EXIB Música com dificuldades na exibição do “Xingu Cariri Caruaru Carioca”

A estreia do EXIB Música em Portugal aconteceu com a projecção, cheia de dificuldades, do documentário "Xingu Cariri Cararu Carioca", na Universidade de Évora.

Pela manhã o músico brasileiro que encantou o público na gala de abertura com a sua flauta, passou um documentário onde com os indigenas do seu país fez um registo de histórias de pessoas, de natureza musical, junto com as paisagens por onde a equipe passou, como a aldeia da tribo Kuikuro do Alto Xingu. Para Carlos Malta, a intenção foi fazer o público emocionar-se apenas com a música, e não com diálogos que ele claissifica de "monótonos". 

Infelizmente a Universidade de Évora, parceira do certame, não facilitou nada a vida logisticamente à exibição do documentário. O técnico que estava no auditório, quando Carlos Malta chegou, não estava habilitado para poder preparar a exibição do filme, pois "eu sou técnico de audovisuais e não de informática". Como o artista trouxe a sua obra num disco externo, o funcionário não sabia o que fazer. Mais tarde veio uma técnica de informática e também não conseguiu criar condições para que fosse exibido o filme. Outras pessoas vieram, no total de oito, para que fosse possivel ver o filme.

A Coodenadora Artistica fez de tudo para que fosse possivel ser exibido o documentário, mas as dificuldades e os entraves eram cada vez maiores.
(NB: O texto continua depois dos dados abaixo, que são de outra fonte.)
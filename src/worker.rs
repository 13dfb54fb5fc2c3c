//! # Shard Worker
//!
//! The repeated unit of work: one worker owns one partition, streams
//! that partition's records from its own store session, applies the
//! configured transform, and appends one NDJSON line per emitted
//! record to its private shard file. The sink is released on every
//! exit path, including early termination from an error.

use std::path::PathBuf;
use std::sync::Arc;

use futures::TryStreamExt;
use tokio::io::AsyncWriteExt;
use tracing::{debug, info};

use crate::error::{Result, ShardmillError};
use crate::partition::Partition;
use crate::source::RecordSource;
use crate::store::RecordStream;
use crate::transform::{FieldPolicy, Outcome, Transform};

/// Per-partition accounting returned by a completed worker.
#[derive(Debug, Clone, PartialEq, Eq)]
pub struct WorkerReport {
    pub partition: usize,
    /// Records read from the source.
    pub records_in: u64,
    /// Records serialized to the shard file.
    pub written: u64,
    /// Records the transform declined to emit.
    pub filtered: u64,
}

/// One worker bound to one partition, one transform, and one shard
/// file.
pub struct ShardWorker {
    partition: Partition,
    transform: Arc<dyn Transform>,
    shard_path: PathBuf,
}

impl ShardWorker {
    pub fn new(partition: Partition, transform: Arc<dyn Transform>, shard_path: PathBuf) -> Self {
        Self {
            partition,
            transform,
            shard_path,
        }
    }

    /// Run the partition to completion. The shard file is truncated on
    /// open and flushed/closed before this returns, whether the run
    /// succeeded or failed.
    pub async fn run(self, mut source: Box<dyn RecordSource>) -> Result<WorkerReport> {
        info!(
            partition = self.partition.index,
            skip = self.partition.skip,
            limit = self.partition.limit,
            procedure = self.transform.name(),
            "shard worker starting"
        );

        let mut stream = source.open(&self.partition).await?;

        let file = tokio::fs::File::create(&self.shard_path)
            .await
            .map_err(|e| ShardmillError::shard_io(self.shard_path.display().to_string(), &e))?;
        let mut sink = tokio::io::BufWriter::new(file);

        let outcome = self.pump(&mut stream, &mut sink).await;

        // Release the sink on every exit path.
        let flush = sink.shutdown().await;
        let report = outcome?;
        flush.map_err(|e| ShardmillError::shard_io(self.shard_path.display().to_string(), &e))?;

        info!(
            partition = report.partition,
            records_in = report.records_in,
            written = report.written,
            filtered = report.filtered,
            "shard worker finished"
        );
        Ok(report)
    }

    async fn pump(
        &self,
        stream: &mut RecordStream,
        sink: &mut tokio::io::BufWriter<tokio::fs::File>,
    ) -> Result<WorkerReport> {
        let required = self.transform.required_paths();
        let policy = self.transform.missing_field_policy();

        let mut records_in = 0u64;
        let mut written = 0u64;
        let mut filtered = 0u64;

        while let Some(record) = stream.try_next().await? {
            records_in += 1;

            if let Some(missing) = required.iter().find(|path| !record.has_path(path)) {
                match policy {
                    FieldPolicy::Filter => {
                        filtered += 1;
                        continue;
                    }
                    FieldPolicy::Fatal => {
                        return Err(ShardmillError::malformed(format!(
                            "required field '{missing}' absent in partition {}",
                            self.partition.index
                        )));
                    }
                }
            }

            match self.transform.apply(&record)? {
                Outcome::Emit(value) => {
                    let mut line = serde_json::to_string(&value)
                        .map_err(|e| ShardmillError::malformed(e.to_string()))?;
                    line.push('\n');
                    sink.write_all(line.as_bytes()).await.map_err(|e| {
                        ShardmillError::shard_io(self.shard_path.display().to_string(), &e)
                    })?;
                    written += 1;
                }
                Outcome::Filtered => {
                    filtered += 1;
                    debug!(partition = self.partition.index, "record filtered");
                }
            }
        }

        Ok(WorkerReport {
            partition: self.partition.index,
            records_in,
            written,
            filtered,
        })
    }
}

#[cfg(test)]
mod tests {
    use super::*;
    use crate::source::CollectionRange;
    use crate::store::MemoryStore;
    use crate::transform::ParseCreatedAt;
    use serde_json::json;

    fn seeded_store() -> MemoryStore {
        let mut store = MemoryStore::new();
        store.insert_collection(
            "db",
            "tweets",
            vec![
                json!({"id": 1, "created_at": "Wed Aug 27 13:08:45 +0000 2008"}),
                json!({"id": 2, "created_at": "Thu Aug 28 01:00:00 +0000 2008"}),
            ],
        );
        store
    }

    #[tokio::test]
    async fn test_worker_writes_one_line_per_record() {
        let dir = tempfile::tempdir().unwrap();
        let shard_path = dir.path().join("parse_created_at-0.jsonl");
        let transform = Arc::new(ParseCreatedAt);

        let source = CollectionRange::new(
            Arc::new(seeded_store()),
            "db",
            "tweets",
            transform.projection(),
        );
        let worker = ShardWorker::new(
            Partition {
                index: 0,
                skip: 0,
                limit: 2,
            },
            transform,
            shard_path.clone(),
        );

        let report = worker.run(Box::new(source)).await.unwrap();
        assert_eq!(report.written, 2);
        assert_eq!(report.filtered, 0);

        let contents = std::fs::read_to_string(&shard_path).unwrap();
        let lines: Vec<&str> = contents.lines().collect();
        assert_eq!(lines.len(), 2);
        let first: serde_json::Value = serde_json::from_str(lines[0]).unwrap();
        assert_eq!(first["id"], json!(1));
    }

    #[tokio::test]
    async fn test_missing_required_field_is_fatal_for_fatal_policy() {
        let mut store = MemoryStore::new();
        store.insert_collection("db", "tweets", vec![json!({"id": 1})]);

        let dir = tempfile::tempdir().unwrap();
        let shard_path = dir.path().join("parse_created_at-0.jsonl");
        let transform = Arc::new(ParseCreatedAt);
        let source =
            CollectionRange::new(Arc::new(store), "db", "tweets", transform.projection());
        let worker = ShardWorker::new(
            Partition {
                index: 0,
                skip: 0,
                limit: 1,
            },
            transform,
            shard_path.clone(),
        );

        let result = worker.run(Box::new(source)).await;
        assert!(matches!(result, Err(ShardmillError::MalformedRecord { .. })));
        // Sink was still created and released.
        assert!(shard_path.exists());
    }

    #[tokio::test]
    async fn test_truncates_previous_shard_on_open() {
        let dir = tempfile::tempdir().unwrap();
        let shard_path = dir.path().join("parse_created_at-0.jsonl");
        std::fs::write(&shard_path, "stale contents\n").unwrap();

        let transform = Arc::new(ParseCreatedAt);
        let source = CollectionRange::new(
            Arc::new(seeded_store()),
            "db",
            "tweets",
            transform.projection(),
        );
        let worker = ShardWorker::new(
            Partition {
                index: 0,
                skip: 0,
                limit: 1,
            },
            transform,
            shard_path.clone(),
        );
        worker.run(Box::new(source)).await.unwrap();

        let contents = std::fs::read_to_string(&shard_path).unwrap();
        assert!(!contents.contains("stale"));
        assert_eq!(contents.lines().count(), 1);
    }
}
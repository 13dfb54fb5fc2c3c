//! Cascade (repost) filtering.
//!
//! Retains the full original record only when the reposted-from user id
//! is a member of a caller-supplied id set. A record with no
//! `retweeted_status.user.id` is a native post, not a repost, and is
//! filtered out gracefully rather than treated as malformed.

use std::collections::BTreeSet;
use std::sync::Arc;

use crate::error::Result;
use crate::record::Record;

use super::{FieldPolicy, Outcome, Transform};

const CASCADE_ID_PATH: &str = "retweeted_status.user.id";

/// Keeps reposts originating from a known set of user ids.
///
/// Quote and reply relationships (`quoted_status`,
/// `in_reply_to_user_id`) exist in source records but are not part of
/// this filter's membership test.
#[derive(Debug, Clone)]
pub struct CascadeFilter {
    member_ids: Arc<BTreeSet<i64>>,
}

impl CascadeFilter {
    pub fn new(member_ids: Arc<BTreeSet<i64>>) -> Self {
        Self { member_ids }
    }
}

impl Transform for CascadeFilter {
    fn name(&self) -> &'static str {
        "filter_cascade"
    }

    fn projection(&self) -> Option<Vec<String>> {
        // The retained record is emitted verbatim, so the full record
        // is needed.
        None
    }

    fn required_paths(&self) -> Vec<String> {
        vec![CASCADE_ID_PATH.to_string()]
    }

    fn missing_field_policy(&self) -> FieldPolicy {
        FieldPolicy::Filter
    }

    fn apply(&self, record: &Record) -> Result<Outcome> {
        let origin_user_id = record.id_at(CASCADE_ID_PATH)?;
        if self.member_ids.contains(&origin_user_id) {
            Ok(Outcome::Emit(record.value().clone()))
        } else {
            Ok(Outcome::Filtered)
        }
    }
}

#[cfg(test)]
mod tests {
    use super::*;
    use serde_json::json;

    fn filter_with(ids: &[i64]) -> CascadeFilter {
        CascadeFilter::new(Arc::new(ids.iter().copied().collect()))
    }

    #[test]
    fn test_member_repost_is_retained_verbatim() {
        let record = Record::new(json!({
            "id": 5,
            "text": "RT @ibm: news",
            "retweeted_status": {"user": {"id": 42}, "text": "news"},
        }));
        let outcome = filter_with(&[42]).apply(&record).unwrap();
        assert_eq!(outcome, Outcome::Emit(record.value().clone()));
    }

    #[test]
    fn test_non_member_repost_is_dropped() {
        let record = Record::new(json!({
            "id": 5,
            "retweeted_status": {"user": {"id": 7}},
        }));
        assert_eq!(filter_with(&[42]).apply(&record).unwrap(), Outcome::Filtered);
    }

    #[test]
    fn test_missing_cascade_path_filters_not_fails() {
        let filter = filter_with(&[42]);
        assert_eq!(filter.missing_field_policy(), FieldPolicy::Filter);
        let native = Record::new(json!({"id": 5, "text": "native post"}));
        assert!(!native.has_path("retweeted_status.user.id"));
    }
}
Ao que o Jornal Hardmusica conseguiu apurar, Margarida Rebocho, tinha confirmado tuido no dia anterior com a Universidade e "tudo estva ok".

Depois de ultrapassado o problema, era necessário o público. Mas a Instituição alterou o local de exibição "sem avisar os alunos", comentou uma das docentes.

O filme foi exibido com cerca de duas horas de atrazo, com uma fraquissima qualidade e com cinco pessoas na sala.

A Masterclasse que estava agendada para o período da tarde teve de ser cancelada, por "questões logisticas alheias à organização", ou seja a Universidade não tinha conseguido alertar os alunos para o evento e "também não tinha como fazer", segundo referiu a docente.